As I read Wittke’s book, which was published in 1952, I began to wonder how strongly his view of Forty-eighters was influenced by the times in which he wrote.  The fact that he was writing his book only a few years after WWII had ended may have caused him to assess those German immigrants with a less than positive eye.  I found myself questioning some of his assessments of those nineteenth century German immigrants and their influence on their adopted homeland.  Did the new immigrants really find themselves struggling  and frequently failing to adjust to a new language and culture, when they landed in New York?  Consider that in the 1850s, Manhattan was home to Kleindeutschland (Little Germany), which was the third largest German speaking city in the world, after Berlin and Vienna. It had German language theaters, German language newspapers, and a host of German speaking businesses to make the newcomers feel at home.

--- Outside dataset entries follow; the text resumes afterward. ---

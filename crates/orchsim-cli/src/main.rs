//! orchsim command line driver.
//!
//! Runs seeded orchestration sessions and prints their transcripts.
//!
//! # Quick Start
//!
//! ```bash
//! # Resolve three prompts on a virtual clock
//! orchsim run --seed 42 "plan" "build" "deploy"
//!
//! # Check that a seed reproduces byte for byte
//! orchsim replay --seed 42 "plan" "build"
//!
//! # Watch resolutions arrive in real time
//! orchsim live --prompt "deploy"
//! ```

mod commands;
mod style;

use std::path::PathBuf;

use anyhow::Result;
use clap::{Parser, Subcommand};

/// orchsim - deterministic message orchestration simulator.
#[derive(Parser)]
#[command(name = "orchsim")]
#[command(author, version, about, long_about = None)]
#[command(propagate_version = true)]
struct Cli {
    /// Disable colored output.
    #[arg(long, global = true)]
    no_color: bool,

    /// Project directory holding orchsim.toml.
    #[arg(long, global = true, default_value = ".")]
    project: PathBuf,

    #[command(subcommand)]
    command: Commands,
}

#[derive(Subcommand)]
enum Commands {
    /// Send prompts and print the resolved transcript.
    Run {
        /// Seed for the session (overrides configuration).
        #[arg(short, long)]
        seed: Option<u32>,

        /// Enable chaos mode before sending.
        #[arg(long)]
        chaos: bool,

        /// Print the transcript as JSON.
        #[arg(long)]
        json: bool,

        /// Include the decision log.
        #[arg(long)]
        trace: bool,

        /// Prompts to send, in order.
        #[arg(required = true)]
        prompts: Vec<String>,
    },

    /// Run a session twice and verify both runs are identical.
    Replay {
        /// Seed for both runs.
        #[arg(short, long)]
        seed: u32,

        /// Prompts to send, in order.
        #[arg(required = true)]
        prompts: Vec<String>,
    },

    /// Resolve many prompts and report outcome rates.
    Sweep {
        /// Seed for the session (overrides configuration).
        #[arg(short, long)]
        seed: Option<u32>,

        /// Number of prompts to resolve.
        #[arg(short, long, default_value = "1000")]
        count: usize,

        /// Enable chaos mode for the whole sweep.
        #[arg(long)]
        chaos: bool,
    },

    /// Resolve prompts against the wall clock, polling for updates.
    Live {
        /// Seed for the session (overrides configuration).
        #[arg(short, long)]
        seed: Option<u32>,

        /// Prompt to send; repeat for several.
        #[arg(short, long = "prompt", default_value = "hello")]
        prompts: Vec<String>,

        /// Also start a long-running task.
        #[arg(long)]
        long_running: bool,
    },

    /// Fold events through the module health machine.
    Machine {
        /// Events to apply in order (DEGRADE, RECOVER, CRITICAL_FAULT).
        #[arg(required = true)]
        events: Vec<String>,
    },

    /// Configuration commands.
    #[command(subcommand)]
    Config(ConfigCommands),

    /// Show version information.
    Version,
}

#[derive(Subcommand)]
enum ConfigCommands {
    /// Show the merged configuration.
    Show {
        /// Output format (text, json, toml).
        #[arg(short, long, default_value = "text")]
        format: String,
    },
}

fn main() -> Result<()> {
    // Diagnostics go to stderr so transcripts stay clean; RUST_LOG overrides.
    tracing_subscriber::fmt()
        .with_env_filter(
            tracing_subscriber::EnvFilter::try_from_default_env()
                .unwrap_or_else(|_| tracing_subscriber::EnvFilter::new("warn")),
        )
        .with_writer(std::io::stderr)
        .init();

    let cli = Cli::parse();
    style::set_no_color(cli.no_color);

    match cli.command {
        Commands::Run {
            seed,
            chaos,
            json,
            trace,
            prompts,
        } => commands::run::run(&cli.project, seed, chaos, json, trace, &prompts),
        Commands::Replay { seed, prompts } => commands::replay::run(&cli.project, seed, &prompts),
        Commands::Sweep { seed, count, chaos } => {
            commands::sweep::run(&cli.project, seed, count, chaos)
        }
        Commands::Live {
            seed,
            prompts,
            long_running,
        } => commands::live::run(&cli.project, seed, &prompts, long_running),
        Commands::Machine { events } => {
            commands::machine::run(&events);
            Ok(())
        }
        Commands::Config(cmd) => match cmd {
            ConfigCommands::Show { format } => commands::config::show(&cli.project, &format),
        },
        Commands::Version => {
            commands::version::run();
            Ok(())
        }
    }
}
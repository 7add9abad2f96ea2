//! Configuration management for orchsim
//!
//! Provides hierarchical configuration loading from multiple sources:
//! 1. CLI arguments (highest precedence, applied by the caller)
//! 2. Environment variables (`ORCHSIM_<SECTION>__<KEY>`)
//! 3. orchsim.local.toml (gitignored, local overrides)
//! 4. orchsim.toml (git-tracked, project config)
//! 5. ~/.config/orchsim/config.toml (user defaults)
//! 6. Built-in defaults (lowest precedence)

use anyhow::Result;
use serde::{Deserialize, Serialize};
use std::path::Path;

mod error;
mod loader;
mod paths;

pub use error::ConfigError;
pub use loader::ConfigLoader;
pub use paths::Paths;

/// Main orchsim configuration
#[derive(Debug, Clone, Default, PartialEq, Serialize, Deserialize)]
#[serde(default)]
pub struct OrchsimConfig {
    pub simulator: SimulatorSection,
    pub console: ConsoleSection,
}

/// Simulator construction parameters.
#[derive(Debug, Clone, PartialEq, Serialize, Deserialize)]
#[serde(default)]
pub struct SimulatorSection {
    /// Fixed seed; derived from wall-clock time when absent.
    pub seed: Option<u32>,
    pub base_delay_min_ms: u64,
    pub base_delay_max_ms: u64,
    pub warning_pct: f64,
    pub error_pct: f64,
    pub long_running_delay_ms: u64,
    pub cancel_pending_on_clear: bool,
}

impl Default for SimulatorSection {
    fn default() -> Self {
        Self {
            seed: None,
            base_delay_min_ms: 800,
            base_delay_max_ms: 2_500,
            warning_pct: 0.10,
            error_pct: 0.05,
            long_running_delay_ms: 10_000,
            cancel_pending_on_clear: false,
        }
    }
}

/// Settings for the polling console driver.
#[derive(Debug, Clone, PartialEq, Serialize, Deserialize)]
#[serde(default)]
pub struct ConsoleSection {
    pub poll_interval_ms: u64,
}

impl Default for ConsoleSection {
    fn default() -> Self {
        Self {
            poll_interval_ms: 200,
        }
    }
}

impl OrchsimConfig {
    /// Load configuration from default locations
    pub fn load() -> Result<Self> {
        ConfigLoader::new().load()
    }

    /// Load configuration from specific project directory
    pub fn load_from_dir(project_dir: impl AsRef<Path>) -> Result<Self> {
        ConfigLoader::new().with_project_dir(project_dir).load()
    }

    /// Checks ranges the simulator relies on.
    pub fn validate(&self) -> Result<(), ConfigError> {
        let sim = &self.simulator;

        if sim.base_delay_min_ms > sim.base_delay_max_ms {
            return Err(ConfigError::ValidationError(format!(
                "simulator.base_delay_min_ms ({}) exceeds simulator.base_delay_max_ms ({})",
                sim.base_delay_min_ms, sim.base_delay_max_ms
            )));
        }

        for (name, pct) in [
            ("simulator.warning_pct", sim.warning_pct),
            ("simulator.error_pct", sim.error_pct),
        ] {
            if !(0.0..1.0).contains(&pct) {
                return Err(ConfigError::ValidationError(format!(
                    "{name} must be in [0, 1), got {pct}"
                )));
            }
        }

        if self.console.poll_interval_ms == 0 {
            return Err(ConfigError::ValidationError(
                "console.poll_interval_ms must be positive".to_string(),
            ));
        }

        Ok(())
    }

    /// Renders the configuration as TOML.
    pub fn to_toml_string(&self) -> Result<String, ConfigError> {
        Ok(toml::to_string_pretty(self)?)
    }
}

I also wondered whether the picture Wittke drew of the Forty-eighters as dominated by radicals of a communist or socialist bent was a balanced assessment.  Perhaps the beginnings of the cold war and the concerns at the time he wrote about communist sympathizers in our midst caused him to place a greater emphasis on the radical element among those Germans who came here after the Revolution of 1848-9. 
Wittke’s book is one I would recommend to those interested in that particular influx of Germans.   It has a lot to say about those nineteenth century German immigrants. Just consider when the book was written.